Architecture Decision Rationale:
Append-only Log: Best for high-throughput writes on physical disks.
Partitioning: Essential for horizontal scaling; one topic can span many brokers.
Pull-model: Prevents overwhelming slow consumers and allows batching of reads.

High Level Architecture

Sub-system Deep Dive

Service

Topology & Scaling:
Stateless frontend logic but stateful storage.
Scaled by adding more Broker nodes and rebalancing partitions.
API Schema Design:
Produce(topic, partition, message_batch) -> REST/gRPC. Returns base_offset.
Fetch(topic, partition, offset, max_bytes) -> gRPC. Returns message_list + next_offset.
GetMetadata(topic) -> Returns broker addresses for partitions.
Resilience & Reliability:
Leader-Follower: Each partition has 1 Leader and N Followers. All writes go to the Leader.
Ack Levels: ack=0 (fire/forget), ack=1 (leader only), ack=all (full ISR quorum).
Observability:
Key Metric: Consumer Lag (Current Log End Offset - Consumer Offset).
Broker metrics: Disk I/O utilization, Network throughput, Request latency.

Storage

Access Pattern: 100% sequential writes (append); 90% sequential reads (tailing the log).
Database Table Design (File System Structure):
Segment Files: 000000001.log, 000000500.log. (Actual raw bytes).
Index Files: 000000001.index. Maps offset -> physical_position_in_file.
Time Index: Maps timestamp -> offset.
Technical Selection: Local Disk (XFS or EXT4) with a focus on Sequential I/O. RAID 10 for local redundancy and performance.
Distribution Logic: Partitioning based on hash(key) % num_partitions.

Cache

Purpose & Justification: We rely on the OS Page Cache (Kernel-level caching) instead of an application-level cache (like Redis).
Strategy: When a producer writes, it goes to the Page Cache and is periodically flushed to disk (fsync).
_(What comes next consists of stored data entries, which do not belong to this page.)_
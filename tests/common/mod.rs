//! Shared test helpers for integration tests
//!
//! Note: Functions may appear unused because each test file compiles separately.

#![allow(dead_code)]

use std::fs;
use std::path::{Path, PathBuf};

use vkeys::keymap::{dump_defaults, InputReader, Keymap, RawUnit};

/// Raw units for the bytes of `text`
pub fn units(text: &str) -> Vec<RawUnit> {
    text.bytes().map(RawUnit::Byte).collect()
}

/// Reader over the bytes of `text`
pub fn reader(text: &str) -> InputReader<std::vec::IntoIter<RawUnit>> {
    InputReader::new(units(text).into_iter())
}

/// Keymap holding the built-in defaults
pub fn default_keymap() -> Keymap {
    Keymap::with_defaults().expect("Built-in defaults should not conflict")
}

/// The default keys file as text
pub fn defaults_text() -> String {
    let mut buf = Vec::new();
    dump_defaults(&mut buf).unwrap();
    String::from_utf8(buf).unwrap()
}

/// What `Keymap::save` writes
pub fn saved(keymap: &Keymap) -> String {
    let mut buf = Vec::new();
    keymap.save(&mut buf).unwrap();
    String::from_utf8(buf).unwrap()
}

/// Write `content` to `name` inside `dir`, returning the path
pub fn write_file(dir: &Path, name: &str, content: &str) -> PathBuf {
    let path = dir.join(name);
    fs::write(&path, content).unwrap();
    path
}
//! Application settings persistence
//!
//! Stores user preferences in `~/.config/vkeys/config.yaml`. The key bindings
//! themselves live in their own line-oriented file (see [`crate::keymap`]).

use std::path::{Path, PathBuf};

use serde::{Deserialize, Serialize};

use crate::legend::DEFAULT_COLUMNS;

/// Settings that persist across sessions
#[derive(Debug, Clone, PartialEq, Eq, Serialize, Deserialize)]
pub struct Settings {
    /// Bindings file to use instead of `~/.config/vkeys/keys`
    #[serde(default, skip_serializing_if = "Option::is_none")]
    pub keys_file: Option<PathBuf>,

    /// Maximum number of entries per legend row
    #[serde(default = "default_legend_columns")]
    pub legend_columns: usize,
}

fn default_legend_columns() -> usize {
    DEFAULT_COLUMNS
}

impl Default for Settings {
    fn default() -> Self {
        Self {
            keys_file: None,
            legend_columns: default_legend_columns(),
        }
    }
}

impl Settings {
    /// Load settings from the config directory, or return defaults if not found
    pub fn load() -> Self {
        let Some(path) = crate::config_paths::config_file() else {
            tracing::debug!("No config directory available, using defaults");
            return Self::default();
        };
        Self::load_from(&path)
    }

    /// Load settings from `path`, falling back to defaults on any problem
    pub fn load_from(path: &Path) -> Self {
        if !path.exists() {
            tracing::debug!(
                "Config file not found at {}, using defaults",
                path.display()
            );
            return Self::default();
        }

        match std::fs::read_to_string(path) {
            Ok(content) => match serde_yaml::from_str::<Settings>(&content) {
                Ok(settings) => {
                    tracing::info!("Loaded config from {}", path.display());
                    settings.sanitized()
                }
                Err(e) => {
                    tracing::warn!("Failed to parse config at {}: {}", path.display(), e);
                    Self::default()
                }
            },
            Err(e) => {
                tracing::warn!("Failed to read config at {}: {}", path.display(), e);
                Self::default()
            }
        }
    }

    /// Save settings to `path`
    ///
    /// Creates the parent directory if it doesn't exist.
    pub fn save_to(&self, path: &Path) -> Result<(), String> {
        if let Some(parent) = path.parent() {
            std::fs::create_dir_all(parent)
                .map_err(|e| format!("Failed to create config directory: {}", e))?;
        }

        let content = serde_yaml::to_string(self)
            .map_err(|e| format!("Failed to serialize config: {}", e))?;

        std::fs::write(path, content)
            .map_err(|e| format!("Failed to write config to {}: {}", path.display(), e))?;

        tracing::info!("Saved config to {}", path.display());
        Ok(())
    }

    /// Bindings file to use: the configured override, else the default location
    pub fn keys_path(&self) -> Option<PathBuf> {
        self.keys_file
            .clone()
            .or_else(crate::config_paths::keys_file)
    }

    fn sanitized(mut self) -> Self {
        if self.legend_columns == 0 {
            tracing::warn!(
                "legend_columns must be at least 1, using {}",
                DEFAULT_COLUMNS
            );
            self.legend_columns = DEFAULT_COLUMNS;
        }
        self
    }
}
//! Configuration system tests
//!
//! Tests for config paths, settings and keys file persistence.

mod common;

use std::fs;

use common::{defaults_text, saved, write_file};
use vkeys::config::Settings;
use vkeys::config_paths;
use vkeys::keymap::{dump_defaults_file, KeyCode, Keymap, LoadIssueKind, VirtualKey};

// ========================================================================
// Config Paths Tests
// ========================================================================

#[test]
fn test_config_dir_contains_app_name() {
    if let Some(dir) = config_paths::config_dir() {
        assert!(dir.to_string_lossy().contains("vkeys"));
    }
}

#[test]
fn test_keys_file_is_inside_config_dir() {
    if let (Some(dir), Some(keys)) = (config_paths::config_dir(), config_paths::keys_file()) {
        assert!(keys.starts_with(&dir));
        assert!(keys.ends_with("keys"));
    }
}

#[test]
fn test_config_file_ends_with_yaml() {
    if let Some(path) = config_paths::config_file() {
        assert!(path.to_string_lossy().ends_with("config.yaml"));
    }
}

// ========================================================================
// Settings Tests
// ========================================================================

#[test]
fn test_settings_missing_file_gives_defaults() {
    let dir = tempfile::tempdir().unwrap();
    let settings = Settings::load_from(&dir.path().join("config.yaml"));
    assert_eq!(settings, Settings::default());
}

#[test]
fn test_settings_unparseable_file_gives_defaults() {
    let dir = tempfile::tempdir().unwrap();
    let path = write_file(dir.path(), "config.yaml", "legend_columns: [not a number\n");
    assert_eq!(Settings::load_from(&path), Settings::default());
}

#[test]
fn test_settings_save_load_round_trip() {
    let dir = tempfile::tempdir().unwrap();
    let path = dir.path().join("nested").join("config.yaml");
    let settings = Settings {
        keys_file: Some(dir.path().join("my-keys")),
        legend_columns: 4,
    };

    settings.save_to(&path).unwrap();
    assert_eq!(Settings::load_from(&path), settings);
}

#[test]
fn test_settings_zero_columns_fall_back() {
    let dir = tempfile::tempdir().unwrap();
    let path = write_file(dir.path(), "config.yaml", "legend_columns: 0\n");
    assert_eq!(Settings::load_from(&path).legend_columns, 6);
}

// ========================================================================
// Keys File Tests
// ========================================================================

#[test]
fn test_load_or_create_writes_defaults_on_first_run() {
    let dir = tempfile::tempdir().unwrap();
    let path = dir.path().join("vkeys").join("keys");

    let (keymap, report) = Keymap::load_or_create(&path).unwrap();
    assert!(report.is_clean());
    assert!(path.exists());
    assert_eq!(fs::read_to_string(&path).unwrap(), defaults_text());
    assert!(!keymap.check_missing());
    assert_eq!(keymap.lookup(keymap.code_of("q")), Some(VirtualKey::Quit));
}

#[test]
fn test_load_or_create_fills_missing_actions() {
    let dir = tempfile::tempdir().unwrap();
    let path = write_file(
        dir.path(),
        "keys",
        "# partial\ngeneric-quit  Z\ngeneric-help  UNDEFINED\n",
    );

    let (keymap, report) = Keymap::load_or_create(&path).unwrap();
    assert!(report.is_clean());
    assert_eq!(report.assigned, 1);
    assert_eq!(keymap.all_keys(VirtualKey::Quit), "Z ");
    assert!(keymap.is_undefined(VirtualKey::Help));
    assert_eq!(keymap.all_keys(VirtualKey::Save), "s S ^S ");
    assert!(!keymap.check_missing());
}

#[test]
fn test_load_or_create_reports_problems() {
    let dir = tempfile::tempdir().unwrap();
    let path = write_file(
        dir.path(),
        "keys",
        "generic-fly  f\ngeneric-quit\ngeneric-help  ?\ngeneric-credits  ?\n",
    );

    let (keymap, report) = Keymap::load_or_create(&path).unwrap();
    let kinds: Vec<_> = report.issues.iter().map(|i| (i.line, &i.kind)).collect();
    assert_eq!(kinds.len(), 3);
    assert_eq!(kinds[0], (1, &LoadIssueKind::UnknownAction("generic-fly".into())));
    assert_eq!(kinds[1], (2, &LoadIssueKind::NoKeys(VirtualKey::Quit)));
    assert!(matches!(
        kinds[2],
        (4, LoadIssueKind::Conflict { action: VirtualKey::Credits, conflict })
            if conflict.owner == VirtualKey::Help
    ));

    // Actions whose lines failed fall back to their defaults
    assert_eq!(keymap.all_keys(VirtualKey::Quit), "q Q ");
    assert_eq!(keymap.all_keys(VirtualKey::Credits), "@ ");
}

#[test]
fn test_load_or_create_falls_back_when_file_takes_a_default_key() {
    let dir = tempfile::tempdir().unwrap();
    // `q` is a default key of generic-quit, which the file leaves missing
    let path = write_file(dir.path(), "keys", "generic-help  q\n");

    let (keymap, report) = Keymap::load_or_create(&path).unwrap();
    assert!(report.issues.is_empty());
    assert!(!report.is_clean());
    let rejected = report.rejected.unwrap();
    assert_eq!(rejected.action, VirtualKey::Quit);
    assert_eq!(rejected.error.conflict().unwrap().owner, VirtualKey::Help);

    assert_eq!(keymap.all_keys(VirtualKey::Help), "? ");
    assert_eq!(keymap.all_keys(VirtualKey::Quit), "q Q ");
    assert!(!keymap.check_missing());
}

#[test]
fn test_nonsense_key_name_round_trips_through_files() {
    let dir = tempfile::tempdir().unwrap();
    let path = write_file(dir.path(), "keys", "generic-quit  NOSUCHKEY\n");

    let (keymap, report) = Keymap::load_or_create(&path).unwrap();
    assert_eq!(report.issues.len(), 1);
    assert!(report.rejected.is_none());
    assert_eq!(keymap.all_keys(VirtualKey::Quit), "q Q ");

    let saved_path = dir.path().join("saved");
    keymap.save_file(&saved_path).unwrap();
    let (reloaded, report) = Keymap::load_or_create(&saved_path).unwrap();
    assert!(report.is_clean());
    assert_eq!(saved(&reloaded), saved(&keymap));
    assert_eq!(
        reloaded.lookup(reloaded.code_of("N")),
        Some(VirtualKey::EditNote)
    );
}

#[test]
fn test_save_file_load_file_round_trip() {
    let dir = tempfile::tempdir().unwrap();
    let path = dir.path().join("keys");

    let mut keymap = Keymap::with_defaults().unwrap();
    let f5 = keymap.code_of("F5");
    keymap.assign(f5, VirtualKey::Reload).unwrap();
    keymap.assign(KeyCode::from_char('é'), VirtualKey::EditNote).unwrap();
    let question = keymap.code_of("?");
    keymap.remove(question, VirtualKey::Help);
    keymap.save_file(&path).unwrap();

    let mut loaded = Keymap::new();
    let report = loaded.load_file(&path).unwrap();
    assert!(report.is_clean());
    assert_eq!(saved(&loaded), saved(&keymap));
    assert_eq!(loaded.lookup(f5), Some(VirtualKey::Reload));
    assert_eq!(
        loaded.lookup(KeyCode::from_char('é')),
        Some(VirtualKey::EditNote)
    );
    assert!(loaded.is_undefined(VirtualKey::Help));
}

#[test]
fn test_dump_defaults_file_loads_without_missing_actions() {
    let dir = tempfile::tempdir().unwrap();
    let path = dir.path().join("keys");
    dump_defaults_file(&path).unwrap();

    let mut keymap = Keymap::new();
    let report = keymap.load_file(&path).unwrap();
    assert!(report.is_clean());
    assert!(!keymap.check_missing());
    assert!(!keymap.check_undefined());
}

#[test]
fn test_legacy_aliases_load() {
    let mut keymap = Keymap::new();
    let report = keymap.load_str("view-item  ^J\nmove-left  KEY_HOME\nmove-right  KEY_END\n");
    assert!(report.is_clean());
    assert_eq!(keymap.lookup(KeyCode::RETURN), Some(VirtualKey::ViewItem));
    assert_eq!(keymap.lookup(KeyCode::HOME), Some(VirtualKey::MoveLeft));
    assert_eq!(keymap.lookup(KeyCode::END), Some(VirtualKey::MoveRight));
}

#[test]
fn test_load_file_missing_is_an_error() {
    let dir = tempfile::tempdir().unwrap();
    let mut keymap = Keymap::new();
    assert!(keymap.load_file(&dir.path().join("nope")).is_err());
}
When a consumer reads the "tail" of the log, it is served directly from the Page Cache, resulting in near-memory speeds.
Failure Handling: If the broker crashes, un-fsynced data in Page Cache is lost (mitigated by replication to other nodes' Page Caches).

Data Processing

Processing Model: Uses Etcd or ZooKeeper for distributed coordination.
Function:
Broker Registry: Heartbeats to detect node failures.
Leader Election: Uses Raft/Paxos via the Coordination Service to elect a leader for each partition.
Topic Configuration: Stores partition counts and replication factors.
Technical Selection: Etcd. Rationale: Strong consistency (CP), high reliability, and excellent support for "watch" semantics to notify brokers of changes.
Wrap Up

Advanced Topics

Trade-offs (PACELC): In the event of a network partition (P), we choose Consistency (C) over Availability (A) for specific partitions to ensure no data divergence (using the ISR model).
Reliability: Use a Write-Ahead Log (WAL) pattern. Every message is appended before the producer is acknowledged.
Bottleneck Analysis:
Hot Partitions: If a specific key is too frequent, one partition becomes a bottleneck. Mitigation: Use a random partitioner if ordering isn't required for that key.
Disk Space: Mitigation: Retention policy deletes old segments based on time or size.
Security: TLS for data in transit. SASL/Plain or OAuth2 for producer/consumer authentication. ACLs at the topic level.
Distinguishing Insights:
Batching: Small messages kill performance. The Producer SDK must buffer messages and send them in chunks (e.g., 64KB or 10ms window).
Segment-based Storage: Don't use one giant file. Use segments (e.g., 1GB each) to make deletions easy (just delete the file, no expensive random-access I/O).